Data for this exercise:
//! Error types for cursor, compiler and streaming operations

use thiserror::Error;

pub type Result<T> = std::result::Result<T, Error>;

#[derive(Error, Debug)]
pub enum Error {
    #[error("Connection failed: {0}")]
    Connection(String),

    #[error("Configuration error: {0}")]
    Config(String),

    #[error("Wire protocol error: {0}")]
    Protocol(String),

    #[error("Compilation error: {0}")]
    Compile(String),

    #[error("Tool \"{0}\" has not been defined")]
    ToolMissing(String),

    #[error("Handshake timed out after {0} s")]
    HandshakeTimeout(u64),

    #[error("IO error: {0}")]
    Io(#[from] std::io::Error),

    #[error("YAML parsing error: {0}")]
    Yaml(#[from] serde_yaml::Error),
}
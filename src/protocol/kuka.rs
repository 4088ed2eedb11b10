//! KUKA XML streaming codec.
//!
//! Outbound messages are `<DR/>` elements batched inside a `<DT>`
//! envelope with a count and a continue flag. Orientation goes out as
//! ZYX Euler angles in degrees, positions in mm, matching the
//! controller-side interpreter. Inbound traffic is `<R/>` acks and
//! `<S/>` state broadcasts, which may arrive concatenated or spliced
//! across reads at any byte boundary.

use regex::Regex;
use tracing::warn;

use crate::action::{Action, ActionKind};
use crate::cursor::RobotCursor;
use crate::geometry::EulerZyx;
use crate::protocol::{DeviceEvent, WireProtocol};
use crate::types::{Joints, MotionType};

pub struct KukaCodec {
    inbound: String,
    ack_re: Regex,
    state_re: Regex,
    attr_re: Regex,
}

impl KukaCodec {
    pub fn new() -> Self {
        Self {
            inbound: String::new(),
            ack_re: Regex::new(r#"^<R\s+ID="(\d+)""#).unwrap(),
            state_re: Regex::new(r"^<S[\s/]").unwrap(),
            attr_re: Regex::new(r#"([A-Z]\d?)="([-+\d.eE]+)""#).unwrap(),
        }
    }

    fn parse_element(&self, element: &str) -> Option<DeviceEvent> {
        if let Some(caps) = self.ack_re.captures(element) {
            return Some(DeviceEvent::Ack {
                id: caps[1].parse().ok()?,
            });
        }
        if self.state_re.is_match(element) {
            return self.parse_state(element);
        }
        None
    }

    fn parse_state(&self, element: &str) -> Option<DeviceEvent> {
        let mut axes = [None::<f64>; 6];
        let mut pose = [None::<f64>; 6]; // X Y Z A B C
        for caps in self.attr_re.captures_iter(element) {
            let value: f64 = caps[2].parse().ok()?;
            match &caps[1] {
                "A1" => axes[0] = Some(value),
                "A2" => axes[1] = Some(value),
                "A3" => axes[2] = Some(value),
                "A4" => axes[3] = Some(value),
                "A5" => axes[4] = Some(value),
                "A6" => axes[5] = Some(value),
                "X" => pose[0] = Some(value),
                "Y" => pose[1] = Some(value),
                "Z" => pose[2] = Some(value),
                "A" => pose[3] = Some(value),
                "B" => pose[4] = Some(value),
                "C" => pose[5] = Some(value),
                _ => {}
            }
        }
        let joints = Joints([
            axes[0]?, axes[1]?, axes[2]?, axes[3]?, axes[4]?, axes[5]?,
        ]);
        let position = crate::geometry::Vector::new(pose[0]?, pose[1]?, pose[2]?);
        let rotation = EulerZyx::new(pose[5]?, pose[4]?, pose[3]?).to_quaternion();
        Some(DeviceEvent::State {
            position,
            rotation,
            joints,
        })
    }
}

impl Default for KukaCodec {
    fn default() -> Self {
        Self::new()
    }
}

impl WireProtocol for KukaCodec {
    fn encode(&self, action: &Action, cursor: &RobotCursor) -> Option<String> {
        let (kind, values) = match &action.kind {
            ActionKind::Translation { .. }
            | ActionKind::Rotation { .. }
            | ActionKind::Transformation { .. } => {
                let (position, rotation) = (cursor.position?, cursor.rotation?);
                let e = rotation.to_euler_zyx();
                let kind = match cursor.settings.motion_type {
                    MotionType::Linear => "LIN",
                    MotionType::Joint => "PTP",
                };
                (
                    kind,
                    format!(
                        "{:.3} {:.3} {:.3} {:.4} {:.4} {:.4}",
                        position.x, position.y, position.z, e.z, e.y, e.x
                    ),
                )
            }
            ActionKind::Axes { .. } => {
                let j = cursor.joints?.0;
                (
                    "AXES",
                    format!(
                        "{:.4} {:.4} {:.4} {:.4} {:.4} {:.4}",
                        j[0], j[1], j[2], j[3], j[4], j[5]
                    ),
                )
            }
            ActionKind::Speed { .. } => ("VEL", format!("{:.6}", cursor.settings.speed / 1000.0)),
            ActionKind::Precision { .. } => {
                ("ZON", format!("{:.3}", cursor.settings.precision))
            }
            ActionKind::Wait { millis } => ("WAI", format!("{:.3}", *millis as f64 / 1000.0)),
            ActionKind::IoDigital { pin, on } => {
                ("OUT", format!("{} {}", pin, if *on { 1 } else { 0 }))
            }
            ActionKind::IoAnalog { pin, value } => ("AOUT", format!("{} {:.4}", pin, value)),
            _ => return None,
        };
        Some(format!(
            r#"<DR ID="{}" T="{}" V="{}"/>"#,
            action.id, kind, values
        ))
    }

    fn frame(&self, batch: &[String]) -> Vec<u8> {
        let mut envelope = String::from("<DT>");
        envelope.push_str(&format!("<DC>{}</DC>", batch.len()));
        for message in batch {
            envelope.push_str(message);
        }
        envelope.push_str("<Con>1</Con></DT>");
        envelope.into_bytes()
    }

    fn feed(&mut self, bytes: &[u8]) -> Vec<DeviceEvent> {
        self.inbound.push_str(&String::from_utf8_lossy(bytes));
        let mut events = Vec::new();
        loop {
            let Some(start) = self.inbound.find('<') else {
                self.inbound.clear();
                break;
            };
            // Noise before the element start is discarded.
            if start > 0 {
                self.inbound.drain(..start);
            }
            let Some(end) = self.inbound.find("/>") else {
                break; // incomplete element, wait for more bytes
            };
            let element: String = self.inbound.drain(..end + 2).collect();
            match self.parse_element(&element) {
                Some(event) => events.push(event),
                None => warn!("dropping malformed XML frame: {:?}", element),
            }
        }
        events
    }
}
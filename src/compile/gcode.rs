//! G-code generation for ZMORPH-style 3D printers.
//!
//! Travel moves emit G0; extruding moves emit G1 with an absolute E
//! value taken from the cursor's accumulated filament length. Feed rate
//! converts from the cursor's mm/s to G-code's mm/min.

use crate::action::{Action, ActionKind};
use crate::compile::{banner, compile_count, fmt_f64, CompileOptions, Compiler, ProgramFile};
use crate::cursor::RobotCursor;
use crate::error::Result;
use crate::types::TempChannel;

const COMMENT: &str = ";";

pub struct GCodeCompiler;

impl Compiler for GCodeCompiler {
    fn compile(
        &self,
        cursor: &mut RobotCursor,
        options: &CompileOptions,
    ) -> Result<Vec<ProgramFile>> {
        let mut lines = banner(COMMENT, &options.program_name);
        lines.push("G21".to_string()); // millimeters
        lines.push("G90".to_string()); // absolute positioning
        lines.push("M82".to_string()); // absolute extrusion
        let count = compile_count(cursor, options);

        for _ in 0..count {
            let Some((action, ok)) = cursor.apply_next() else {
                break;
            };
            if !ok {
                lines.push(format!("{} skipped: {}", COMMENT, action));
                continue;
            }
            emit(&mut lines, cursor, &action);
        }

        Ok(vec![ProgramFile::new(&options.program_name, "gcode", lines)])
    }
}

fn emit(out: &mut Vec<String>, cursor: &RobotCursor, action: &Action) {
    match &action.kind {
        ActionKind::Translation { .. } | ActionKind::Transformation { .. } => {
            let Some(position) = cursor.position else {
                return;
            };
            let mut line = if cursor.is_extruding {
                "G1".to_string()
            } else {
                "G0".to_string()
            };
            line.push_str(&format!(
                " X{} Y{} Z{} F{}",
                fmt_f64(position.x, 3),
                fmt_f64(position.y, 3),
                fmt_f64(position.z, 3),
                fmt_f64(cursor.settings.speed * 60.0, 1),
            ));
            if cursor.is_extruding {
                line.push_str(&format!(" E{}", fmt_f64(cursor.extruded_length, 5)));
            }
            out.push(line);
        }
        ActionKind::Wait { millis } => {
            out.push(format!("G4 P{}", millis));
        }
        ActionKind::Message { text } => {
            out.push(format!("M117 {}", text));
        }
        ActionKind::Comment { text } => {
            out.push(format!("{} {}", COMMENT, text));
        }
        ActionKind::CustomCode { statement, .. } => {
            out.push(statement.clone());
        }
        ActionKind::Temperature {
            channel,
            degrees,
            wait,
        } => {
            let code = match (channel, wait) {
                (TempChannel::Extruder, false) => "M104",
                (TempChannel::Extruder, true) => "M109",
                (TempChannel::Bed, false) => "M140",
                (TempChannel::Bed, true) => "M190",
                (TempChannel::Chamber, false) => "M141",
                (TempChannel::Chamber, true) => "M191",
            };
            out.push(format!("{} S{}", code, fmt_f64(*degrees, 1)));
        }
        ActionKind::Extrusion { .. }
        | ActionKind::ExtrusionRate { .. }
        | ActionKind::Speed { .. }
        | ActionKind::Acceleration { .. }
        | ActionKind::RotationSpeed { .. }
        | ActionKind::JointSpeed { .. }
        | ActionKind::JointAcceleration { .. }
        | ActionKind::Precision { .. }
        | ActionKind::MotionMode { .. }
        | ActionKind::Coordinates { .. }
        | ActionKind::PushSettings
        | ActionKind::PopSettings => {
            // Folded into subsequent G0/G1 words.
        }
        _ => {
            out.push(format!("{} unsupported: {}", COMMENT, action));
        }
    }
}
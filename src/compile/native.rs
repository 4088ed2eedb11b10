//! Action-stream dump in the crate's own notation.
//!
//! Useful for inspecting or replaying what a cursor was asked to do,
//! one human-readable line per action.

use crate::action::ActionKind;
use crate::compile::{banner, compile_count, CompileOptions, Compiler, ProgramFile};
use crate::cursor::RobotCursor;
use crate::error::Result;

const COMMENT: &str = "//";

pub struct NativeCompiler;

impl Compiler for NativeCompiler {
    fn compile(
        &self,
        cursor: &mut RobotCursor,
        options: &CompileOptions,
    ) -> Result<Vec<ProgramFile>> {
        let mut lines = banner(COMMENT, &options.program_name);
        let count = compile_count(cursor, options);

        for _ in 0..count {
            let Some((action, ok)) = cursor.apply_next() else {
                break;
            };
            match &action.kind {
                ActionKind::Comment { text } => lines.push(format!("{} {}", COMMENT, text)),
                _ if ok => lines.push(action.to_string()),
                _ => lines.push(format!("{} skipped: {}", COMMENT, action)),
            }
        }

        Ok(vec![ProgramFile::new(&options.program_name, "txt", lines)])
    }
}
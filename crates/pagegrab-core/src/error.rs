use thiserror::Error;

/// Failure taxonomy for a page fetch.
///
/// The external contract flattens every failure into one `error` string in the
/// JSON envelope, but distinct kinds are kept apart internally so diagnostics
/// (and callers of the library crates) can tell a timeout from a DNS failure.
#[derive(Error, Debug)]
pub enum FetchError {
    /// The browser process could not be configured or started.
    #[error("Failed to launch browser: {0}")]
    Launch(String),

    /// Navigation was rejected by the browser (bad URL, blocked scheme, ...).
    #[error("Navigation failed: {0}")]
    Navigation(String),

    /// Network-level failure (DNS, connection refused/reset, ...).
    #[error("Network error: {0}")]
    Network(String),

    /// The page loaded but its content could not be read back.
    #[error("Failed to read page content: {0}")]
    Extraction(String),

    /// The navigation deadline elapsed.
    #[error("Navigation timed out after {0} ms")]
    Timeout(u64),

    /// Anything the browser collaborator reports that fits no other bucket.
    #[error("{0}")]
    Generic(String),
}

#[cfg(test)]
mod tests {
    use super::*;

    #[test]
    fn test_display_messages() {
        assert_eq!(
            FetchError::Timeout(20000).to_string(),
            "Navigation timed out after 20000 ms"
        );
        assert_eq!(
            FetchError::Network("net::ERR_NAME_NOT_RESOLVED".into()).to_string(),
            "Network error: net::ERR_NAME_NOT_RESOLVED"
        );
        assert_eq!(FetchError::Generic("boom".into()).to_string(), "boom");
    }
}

Exercise objective:
Reproduce exactly, and with no other material, the lines between those holding "connection refused/reset, ...)." and "navigation deadline elapsed.", inclusive.

Result for this task:
    /// Network-level failure (DNS, connection refused/reset, ...).
    #[error("Network error: {0}")]
    Network(String),

    /// The page loaded but its content could not be read back.
    #[error("Failed to read page content: {0}")]
    Extraction(String),

    /// The navigation deadline elapsed.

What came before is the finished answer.